§ TASK BRIEF: Only the lines containing the string "crate" are needed; copy all of them from the listing.
[[ PROVIDED DATA open ]]
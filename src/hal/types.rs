// src/hal/types.rs
//! Core types for reading-source abstraction

use serde::{Deserialize, Serialize};

/// Single tremor reading produced by a source on one sampling tick
#[derive(Debug, Clone, Copy, PartialEq, Serialize, Deserialize)]
pub struct TremorReading {
    /// Milliseconds since the Unix epoch
    pub timestamp_ms: u64,
    /// Monotonic per-source sample counter
    pub sequence: u32,
    /// Tremor frequency in Hz
    pub frequency_hz: f32,
    /// Dimensionless tremor intensity
    pub amplitude: f32,
}

/// Device information
#[derive(Debug, Clone, PartialEq, Serialize, Deserialize)]
pub struct DeviceInfo {
    pub name: String,
    pub firmware_version: String,
    pub serial_number: String,
}

/// Device connection status reported alongside readings
#[derive(Debug, Clone, PartialEq, Serialize, Deserialize)]
pub struct DeviceStatus {
    pub is_connected: bool,
    pub battery_percent: u8,
    pub samples_generated: u64,
    pub last_error: Option<String>,
}

impl Default for DeviceStatus {
    fn default() -> Self {
        Self {
            is_connected: false,
            battery_percent: crate::config::constants::device::DEFAULT_BATTERY_PERCENT,
            samples_generated: 0,
            last_error: None,
        }
    }
}
// src/monitor/alert.rs
//! Severe-tremor alert gate
//!
//! The gate is stateless beyond its two inputs and is re-evaluated on
//! every state change. No de-duplication, cooldown, or auto-dismiss
//! exists; the reference behavior has none.

use crate::monitor::classifier::TremorStatus;
use serde::{Deserialize, Serialize};

/// Alert shown iff the status is severe and alerting is enabled
pub fn should_alert(status: TremorStatus, alerts_enabled: bool) -> bool {
    status == TremorStatus::Severe && alerts_enabled
}

/// Inline alert banner content for the monitoring view
#[derive(Debug, Clone, PartialEq, Eq, Serialize, Deserialize)]
pub struct AlertNotice {
    pub title: String,
    pub description: String,
}

impl AlertNotice {
    /// Banner raised for a severe tremor
    pub fn severe_tremor() -> Self {
        Self {
            title: "High Tremor Detected".to_string(),
            description: "Consider activating stabilization mode".to_string(),
        }
    }
}

/// Evaluate the gate, producing banner content when it opens
pub fn active_alert(status: TremorStatus, alerts_enabled: bool) -> Option<AlertNotice> {
    should_alert(status, alerts_enabled).then(AlertNotice::severe_tremor)
}

#[cfg(test)]
mod tests {
    use super::*;

    #[test]
    fn test_alert_gate_truth_table() {
        assert!(should_alert(TremorStatus::Severe, true));
        assert!(!should_alert(TremorStatus::Severe, false));
        assert!(!should_alert(TremorStatus::Mild, true));
        assert!(!should_alert(TremorStatus::Normal, true));
    }

    #[test]
    fn test_active_alert_carries_banner_content() {
        let notice = active_alert(TremorStatus::Severe, true).unwrap();
        assert_eq!(notice.title, "High Tremor Detected");

        assert!(active_alert(TremorStatus::Severe, false).is_none());
        assert!(active_alert(TremorStatus::Normal, true).is_none());
    }
}
//! Demo client: runs a monitoring session against the simulator and
//! applies a grip pattern, printing what the screens would render.

use std::time::Duration;

use tracing_subscriber::EnvFilter;

use tremor_core::config::ConfigLoader;
use tremor_core::control::{ControlSettings, GripPattern, ProstheticController};
use tremor_core::dashboard::DailySummary;
use tremor_core::hal::SourceFactory;
use tremor_core::monitor::TremorMonitor;
use tremor_core::notify::TracingNotifier;
use tremor_core::reports;

#[tokio::main]
async fn main() -> Result<(), Box<dyn std::error::Error>> {
    tracing_subscriber::fmt()
        .with_env_filter(
            EnvFilter::try_from_default_env().unwrap_or_else(|_| EnvFilter::new("info")),
        )
        .init();

    let config = ConfigLoader::new().load_system_config()?;
    tracing::info!(summary = ?config.get_summary(), "configuration loaded");

    let source = SourceFactory::create(&config.hal)?;
    let mut monitor = TremorMonitor::new(&config.monitor, source);

    if config.monitor.monitoring_enabled {
        monitor.start().await?;
        for _ in 0..10 {
            tokio::time::sleep(Duration::from_millis(config.monitor.tick_interval_ms)).await;
            let snapshot = monitor.snapshot();
            println!(
                "{:>6.1} Hz  amplitude {:>5.1}  {:<13} history {:>2}/{}",
                snapshot.reading.frequency_hz,
                snapshot.reading.amplitude,
                snapshot.status.label(),
                snapshot.history.len(),
                config.monitor.history_capacity,
            );
            if let Some(alert) = snapshot.alert {
                println!("  !! {}: {}", alert.title, alert.description);
            }
        }
        monitor.stop();
    }

    let notifier = TracingNotifier;
    let mut controller = ProstheticController::new(config.device.start_connected);
    let settings = ControlSettings {
        grip: GripPattern::Power,
        ..Default::default()
    };
    controller.apply(settings, &notifier)?;

    let summary = DailySummary::demo();
    println!(
        "today: {:.1}h active, {} grip changes, {:.1} Hz average",
        summary.active_hours, summary.grip_changes, summary.average_frequency_hz
    );

    let report = reports::report_for(Default::default());
    let peak = reports::peak_intensity(&report.trend);
    for entry in &report.trend {
        println!("{}: intensity {:>2} (peak {})", entry.day, entry.intensity, peak);
    }

    Ok(())
}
[[ PROVIDED DATA closed ]]
§ TASK SOLUTION:
            battery_percent: crate::config::constants::device::DEFAULT_BATTERY_PERCENT,
use crate::monitor::classifier::TremorStatus;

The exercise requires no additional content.